** Exercise **
Filter the data below for the string "program" and copy each matching line.

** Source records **

// Copyright 2025 OpenObserve Inc.
//
// This program is free software: you can redistribute it and/or modify
// it under the terms of the GNU Affero General Public License as published by
// the Free Software Foundation, either version 3 of the License, or
// (at your option) any later version.
//
// This program is distributed in the hope that it will be useful
// but WITHOUT ANY WARRANTY; without even the implied warranty of
// MERCHANTABILITY or FITNESS FOR A PARTICULAR PURPOSE.  See the
// GNU Affero General Public License for more details.
//
// You should have received a copy of the GNU Affero General Public License
// along with this program.  If not, see <http://www.gnu.org/licenses/>.

//! `SeaORM` Entity for the incidents table

use sea_orm::entity::prelude::*;
use serde::{Deserialize, Serialize};

#[derive(Clone, Debug, PartialEq, DeriveEntityModel, Eq, Serialize, Deserialize)]
#[sea_orm(table_name = "incidents")]
pub struct Model {
    /// Incident ID (KSUID, primary key)
    #[sea_orm(primary_key, auto_increment = false)]
    pub id: String,

    pub org_id: String,

    pub project_id: Option<String>,

    /// Group whose schedule backs `current_schedule` escalation targets
    pub group_id: Option<String>,

    pub title: String,

    pub description: String,

    /// 'critical', 'high', 'warning' or 'info'
    pub severity: String,

    /// 'high' or 'low'
    pub urgency: String,

    /// 'triggered', 'acknowledged' or 'resolved'
    pub status: String,

    /// Origin tag, e.g. 'datadog', 'prometheus', 'uptime'
    pub source: String,

    /// Deduplication key; unique per org among open incidents
    pub incident_key: Option<String>,

    /// Upstream event id
    pub external_id: Option<String>,

    /// Deduplicated alerts merged into this incident, >= 1
    pub alert_count: i32,

    pub escalation_policy_id: Option<String>,

    /// 0 = policy attached but never fired
    pub current_escalation_level: i32,

    /// 'none', 'pending' or 'completed'
    pub escalation_status: String,

    /// When the engine last advanced this incident (microseconds)
    pub last_escalated_at: Option<i64>,

    /// Engine deadline: the incident becomes claimable once this instant
    /// passes. NULL when not subject to escalation.
    pub escalation_due_at: Option<i64>,

    pub assigned_to: Option<String>,

    pub resolution: Option<String>,

    pub created_at: i64,

    pub updated_at: i64,

    pub acknowledged_at: Option<i64>,

    pub resolved_at: Option<i64>,
}

#[derive(Copy, Clone, Debug, EnumIter, DeriveRelation)]
pub enum Relation {
    #[sea_orm(has_many = "super::incident_events::Entity")]
    IncidentEvents,
}

impl Related<super::incident_events::Entity> for Entity {
    fn to() -> RelationDef {
        Relation::IncidentEvents.def()
    }
}

impl ActiveModelBehavior for ActiveModel {}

** Answer box **
// This program is free software: you can redistribute it and/or modify
// This program is distributed in the hope that it will be useful
// along with this program.  If not, see <http://www.gnu.org/licenses/>.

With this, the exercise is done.